*WHAT THE EXERCISE ASKS:* Among the records below, find each line that includes the string "AtomicBool" and copy it.

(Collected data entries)

----

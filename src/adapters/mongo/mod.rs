//! MongoDB adapter over the official driver.

mod convert;

use std::sync::atomic::{AtomicBool, Ordering};
use std::time::Duration;

use async_trait::async_trait;
use futures::{StreamExt, TryStreamExt};
use mongodb::bson::{Bson, Document, doc};
use mongodb::options::{ClientOptions, Credential, FindOptions};
use mongodb::{Client, Collection, Database};

use crate::config::redact_uri;
use crate::config::types::{AppUser, DatabaseConfig};
use crate::domain::filter::Filter;
use crate::domain::geo::GeoPoint;
use crate::domain::index::IndexSpec;
use crate::domain::listing::{ListingId, ensure_object_id};
use crate::domain::pipeline::Pipeline;
use crate::domain::query::FindQuery;
use crate::domain::value::compare;
use crate::error::{ListingsError, Result};
use crate::ports::listing_store::{
    CollectionStats, DocumentStream, IndexReport, ListingStore, UpdateOutcome,
};

use convert::{
    NAMESPACE_EXISTS, NAMESPACE_NOT_FOUND, command_code, index_model, is_optional_index,
    near_filter, pipeline_documents, sort_with_tiebreak, stats_from_reply,
};

const APP_NAME: &str = "airbnb-madrid";

pub struct MongoStore {
    client: Client,
    database: Database,
    collection: Collection<Document>,
    namespace: String,
    closed: AtomicBool,
}

impl MongoStore {
    /// Opens the connection pool and checks the server answers a ping.
    pub async fn connect(config: &DatabaseConfig) -> Result<Self> {
        let redacted = redact_uri(&config.uri);
        let mut options = ClientOptions::parse(&config.uri)
            .await
            .map_err(|e| match ListingsError::from(e) {
                err @ ListingsError::Connectivity { .. } => err,
                other => ListingsError::Config(format!("invalid MongoDB URI {redacted}: {other}")),
            })?;
        options.app_name = Some(APP_NAME.to_string());
        options.server_selection_timeout =
            Some(Duration::from_secs(config.server_selection_timeout_secs));
        options.connect_timeout = Some(Duration::from_secs(config.connect_timeout_secs));
        if let Some(username) = &config.username {
            options.credential = Some(
                Credential::builder()
                    .username(username.clone())
                    .password(config.password.clone())
                    .source(config.auth_source.clone())
                    .build(),
            );
        }

        let client = Client::with_options(options)?;
        let database = client.database(&config.name);
        let collection = database.collection::<Document>(&config.collection);
        let store = Self {
            client,
            database,
            collection,
            namespace: format!("{}.{}", config.name, config.collection),
            closed: AtomicBool::new(false),
        };
        store.ping().await?;
        tracing::info!("Connected to MongoDB at {redacted} ({})", store.namespace);
        Ok(store)
    }

    fn ensure_open(&self) -> Result<()> {
        if self.closed.load(Ordering::Acquire) {
            return Err(ListingsError::Connectivity {
                reason: "connection has been closed".into(),
            });
        }
        Ok(())
    }

    fn collection_name(&self) -> &str {
        self.collection.name()
    }

    async fn update(&self, filter: &Filter, update: Document, many: bool) -> Result<UpdateOutcome> {
        self.ensure_open()?;
        let filter = filter.to_document();
        tracing::debug!("update on {}: {filter} -> {update}", self.namespace);
        let result = if many {
            self.collection.update_many(filter, update).await?
        } else {
            self.collection.update_one(filter, update).await?
        };
        Ok(UpdateOutcome {
            matched: result.matched_count,
            modified: result.modified_count,
        })
    }
}

fn into_stream(cursor: mongodb::Cursor<Document>) -> DocumentStream {
    cursor.map_err(ListingsError::from).boxed()
}

#[async_trait]
impl ListingStore for MongoStore {
    async fn ping(&self) -> Result<()> {
        self.ensure_open()?;
        self.database.run_command(doc! { "ping": 1 }).await?;
        Ok(())
    }

    async fn insert_one(&self, mut doc: Document) -> Result<ListingId> {
        self.ensure_open()?;
        let id = ensure_object_id(&mut doc)?;
        self.collection.insert_one(doc).await?;
        Ok(id)
    }

    async fn insert_many(&self, mut docs: Vec<Document>) -> Result<Vec<ListingId>> {
        self.ensure_open()?;
        if docs.is_empty() {
            return Ok(Vec::new());
        }
        let ids = docs
            .iter_mut()
            .map(ensure_object_id)
            .collect::<Result<Vec<_>>>()?;
        self.collection.insert_many(docs).ordered(true).await?;
        Ok(ids)
    }

    async fn find(&self, query: &FindQuery) -> Result<DocumentStream> {
        self.ensure_open()?;
        query.validate()?;
        let mut options = FindOptions::default();
        options.projection = query.projection.as_ref().map(|p| p.to_document());
        options.sort = sort_with_tiebreak(&query.sort);
        options.skip = (query.skip > 0).then_some(query.skip);
        options.limit = query
            .limit
            .map(|n| i64::try_from(n).unwrap_or(i64::MAX));
        let filter = query.filter.to_document();
        tracing::debug!("find on {}: {filter}", self.namespace);
        let cursor = self.collection.find(filter).with_options(options).await?;
        Ok(into_stream(cursor))
    }

    async fn find_near(
        &self,
        point: GeoPoint,
        max_distance_m: Option<f64>,
        limit: Option<u64>,
    ) -> Result<Vec<Document>> {
        self.ensure_open()?;
        let mut options = FindOptions::default();
        options.limit = limit.map(|n| i64::try_from(n).unwrap_or(i64::MAX));
        let cursor = self
            .collection
            .find(near_filter(point, max_distance_m))
            .with_options(options)
            .await?;
        into_stream(cursor).try_collect().await
    }

    async fn count(&self, filter: &Filter) -> Result<u64> {
        self.ensure_open()?;
        Ok(self.collection.count_documents(filter.to_document()).await?)
    }

    async fn distinct(&self, field: &str, filter: &Filter) -> Result<Vec<Bson>> {
        self.ensure_open()?;
        let mut values = self
            .collection
            .distinct(field, filter.to_document())
            .await?;
        values.sort_by(compare);
        Ok(values)
    }

    async fn update_one(&self, filter: &Filter, changes: &Document) -> Result<UpdateOutcome> {
        self.update(filter, doc! { "$set": changes.clone() }, false).await
    }

    async fn update_many(&self, filter: &Filter, changes: &Document) -> Result<UpdateOutcome> {
        self.update(filter, doc! { "$set": changes.clone() }, true).await
    }

    async fn increment(&self, filter: &Filter, field: &str, by: Bson) -> Result<UpdateOutcome> {
        let mut inc = Document::new();
        inc.insert(field, by);
        self.update(filter, doc! { "$inc": inc }, false).await
    }

    async fn delete_many(&self, filter: &Filter) -> Result<u64> {
        self.ensure_open()?;
        let result = self.collection.delete_many(filter.to_document()).await?;
        Ok(result.deleted_count)
    }

    async fn aggregate(&self, pipeline: &Pipeline) -> Result<DocumentStream> {
        self.ensure_open()?;
        pipeline.validate()?;
        tracing::debug!("aggregate on {}: {pipeline}", self.namespace);
        let cursor = self.collection.aggregate(pipeline_documents(pipeline)).await?;
        Ok(into_stream(cursor))
    }

    async fn ensure_collection(&self, validator: Document) -> Result<bool> {
        self.ensure_open()?;
        let name = self.collection_name().to_string();
        let create = doc! {
            "create": name.as_str(),
            "validator": validator.clone(),
            "validationLevel": "strict",
            "validationAction": "error",
        };
        match self.database.run_command(create).await {
            Ok(_) => {
                tracing::info!("Created collection {} with validator", self.namespace);
                Ok(true)
            }
            Err(e) if command_code(&e) == Some(NAMESPACE_EXISTS) => {
                self.database
                    .run_command(doc! {
                        "collMod": name.as_str(),
                        "validator": validator,
                        "validationLevel": "strict",
                        "validationAction": "error",
                    })
                    .await?;
                tracing::info!("Updated validator on existing collection {}", self.namespace);
                Ok(false)
            }
            Err(e) => Err(e.into()),
        }
    }

    async fn ensure_indexes(&self, indexes: &[IndexSpec]) -> Result<IndexReport> {
        let present = self.index_names().await?;
        let mut report = IndexReport::default();
        for spec in indexes {
            if present.contains(&spec.name) {
                report.existing.push(spec.name.clone());
                continue;
            }
            match self.collection.create_index(index_model(spec)).await {
                Ok(_) => {
                    tracing::debug!("Created index {spec} on {}", self.namespace);
                    report.created.push(spec.name.clone());
                }
                Err(e) if is_optional_index(spec) => {
                    tracing::warn!("Could not create index {}: {e}", spec.name);
                    report.failed.push(spec.name.clone());
                }
                Err(e) => return Err(e.into()),
            }
        }
        Ok(report)
    }

    async fn index_names(&self) -> Result<Vec<String>> {
        self.ensure_open()?;
        match self.collection.list_index_names().await {
            Ok(names) => Ok(names),
            Err(e) if command_code(&e) == Some(NAMESPACE_NOT_FOUND) => Ok(Vec::new()),
            Err(e) => Err(e.into()),
        }
    }

    async fn ensure_user(&self, user: &AppUser) -> Result<bool> {
        self.ensure_open()?;
        let reply = self
            .database
            .run_command(doc! { "usersInfo": user.username.as_str() })
            .await?;
        let exists = reply
            .get_array("users")
            .is_ok_and(|users| !users.is_empty());
        if exists {
            tracing::info!("User {} already exists", user.username);
            return Ok(false);
        }
        let db_name = self.database.name();
        let roles: Vec<Bson> = user
            .roles
            .iter()
            .map(|role| Bson::Document(doc! { "role": role.as_str(), "db": db_name }))
            .collect();
        self.database
            .run_command(doc! {
                "createUser": user.username.as_str(),
                "pwd": user.password.as_str(),
                "roles": roles,
            })
            .await?;
        tracing::info!("Created user {} on {db_name}", user.username);
        Ok(true)
    }

    async fn stats(&self) -> Result<CollectionStats> {
        self.ensure_open()?;
        match self
            .database
            .run_command(doc! { "collStats": self.collection_name() })
            .await
        {
            Ok(reply) => Ok(stats_from_reply(&self.namespace, &reply)),
            Err(e) if command_code(&e) == Some(NAMESPACE_NOT_FOUND) => Ok(CollectionStats {
                namespace: self.namespace.clone(),
                ..CollectionStats::default()
            }),
            Err(e) => Err(e.into()),
        }
    }

    async fn close(&self) {
        if self.closed.swap(true, Ordering::AcqRel) {
            return;
        }
        self.client.clone().shutdown().await;
        tracing::info!("Closed MongoDB connection ({})", self.namespace);
    }
}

----

*RESPONSE TO THIS EXERCISE:*
use std::sync::atomic::{AtomicBool, Ordering};
    closed: AtomicBool,
            closed: AtomicBool::new(false),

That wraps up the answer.